Indiana Myotis (Indiana Bat)

Myotis sodalis


Photo of an Indiana myotis hanging from a cave ceiling.
The Indiana myotis, or Indiana bat, is an endangered species.
MDC Staff
Species of Conservation Concern

Vespertilionidae (evening bats) in the order Chiroptera


The Indiana myotis is a medium-sized bat closely related to the little brown myotis, gray myotis, and northern long-eared myotis. Indiana bats have brownish-gray fur with cinnamon overtones. The ears and wing membranes are blackish-brown. Indiana bats are difficult to distinguish from our other myotises (mouse-eared bats). The main identifying feature of the Indiana myotis is a distinct keel on its calcar (the cartilaginous supporting structure on the rear edge of its tail membrane). Other clues include its general coloration and the wing being attached along the side of the foot, all the way to the base of the toes.


Length: 2 inches; wing span: 8 inches; weight: 1/4 ounce.


Photo of an Indiana bat hanging in a cave
Indiana Bat
Indiana myotises begin to hibernate in caves in mid-October. They commonly move, as a group, within a cave in response to temperature changes.


Photo of Indiana bats
Indiana Myotis (Indiana Bat)
Indiana myotis populations have decreased drastically in recent decades. It is a federally endangered species.
Habitat and conservation

Indiana myotises need cool caves with stable temperatures of around 40F and relative humidity of 66–95 percent. Of Missouri's 6,500 known caves, only 27 ever had sizable populations of this species. Conservation efforts include avoiding disturbing hibernating bats and nursery colonies, maintaining cave habitats, improving streamside habitats, and reducing use of pesticides. White-nose syndrome is a grave concern; it caused an approximately 10 percent annual decline between 2006 and 2009.

BATS AND COVID-19: There is no evidence that Missouri bats have COVID-19 (SARS-CoV02), the virus that is causing the human pandemic. All viruses that have been identified in U.S. bats are alphacoronaviruses, while COVID-19 is a betacoronavirus. MDC, the U.S. Fish and Wildlife Service, and the Association of Fish and Wildlife Agencies are concerned about the possibility of bats contracting the COVID-19 virus from infected humans. Until more information is available, no activities that result in the direct interaction with live wild bats or with MDC-owned caves are permitted under existing or new 2020 Wildlife Collector Permits at this time. To protect bats, people are advised to not interact with them.


Indiana myotises are insectivores, eating primarily moths and beetles but also true flies and aquatic insects such as caddis flies and stone flies. These insects are captured and eaten "on the wing."

image of Indiana Myotis Indiana Bat Distribution Map
Distribution in Missouri

More than 85 percent of Missouri's total population of Indiana myotises hibernate in only eight specific locations, three of which are located in Shannon, Washington, and Iron counties of Missouri. Summer roosting Indiana myotises have been recorded in northern Missouri.

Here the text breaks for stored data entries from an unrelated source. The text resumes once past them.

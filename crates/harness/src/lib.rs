//! Cycle-driven testbench library for clocked RISC-V core models.
//!
//! This crate drives a device-under-test through reset and free-running clock
//! toggling, then turns its final trap state into a verdict. It provides:
//! 1. **Testbench:** Reset sequencing, clock driving, step probes, and the bounded simulation loop.
//! 2. **Verdicts:** Trap records sampled from the model and the total outcome classifier.
//! 3. **Models:** The `SimulationModel` capability trait and a scripted behavioral core.
//! 4. **Suites:** Named test manifests, batch runs, and `result.txt`-style reports.
//! 5. **Support:** Configuration, error types, and run statistics.

/// Common types shared across the crate (error taxonomy).
pub mod common;
/// Testbench configuration (defaults, reset polarity, signal names).
pub mod config;
/// Behavioral models implementing `SimulationModel`.
pub mod models;
/// Simulation loop and suite runner.
pub mod sim;
/// Run statistics collection and reporting.
pub mod stats;
/// Testbench building blocks (reset, clock, model trait, probes).
pub mod tb;
/// Trap records, cause codes, and outcome classification.
pub mod verdict;

/// Crate-wide error type.
pub use crate::common::HarnessError;
/// Root configuration type; use `TestbenchConfig::default()` or load it from JSON.
pub use crate::config::TestbenchConfig;
/// Bounded simulation loop; construct with `Testbench::new`.
pub use crate::sim::{RunOutcome, Testbench};
/// Device-under-test capability trait.
pub use crate::tb::SimulationModel;
/// Outcome classification.
pub use crate::verdict::{TrapRecord, Verdict, classify};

Listed as Endangered by the Missouri Department of Conservation and by the U.S. Fish and Wildlife Service.

Life cycle

Indiana myotises summer along streams and rivers in north Missouri, raising their young under bark of certain trees. They hibernate through the winter in caves and abandoned mines (never in houses) in the Ozarks. Females enter hibernation in early autumn, shortly before the males. This species hibernates in clusters of several hundred to several thousand. They emerge from hibernation in early spring and begin migrating to their summer roosting and foraging areas.

Human connections

Myotis bats together consume hundreds of tons of flying insects per year, including many crop pests and other troublesome insects. Meanwhile, pesticide use and habitat disruption by humans negatively impacts the populations, and possibly the existence, of these agile little flyers.

Ecosystem connections

Bats not only control populations of night-flying insects but also play an important role in the cave ecosystems that most of us rarely see or even think about. Yet healthy caves and springs harbor many unique life forms and are an important Missouri natural resource.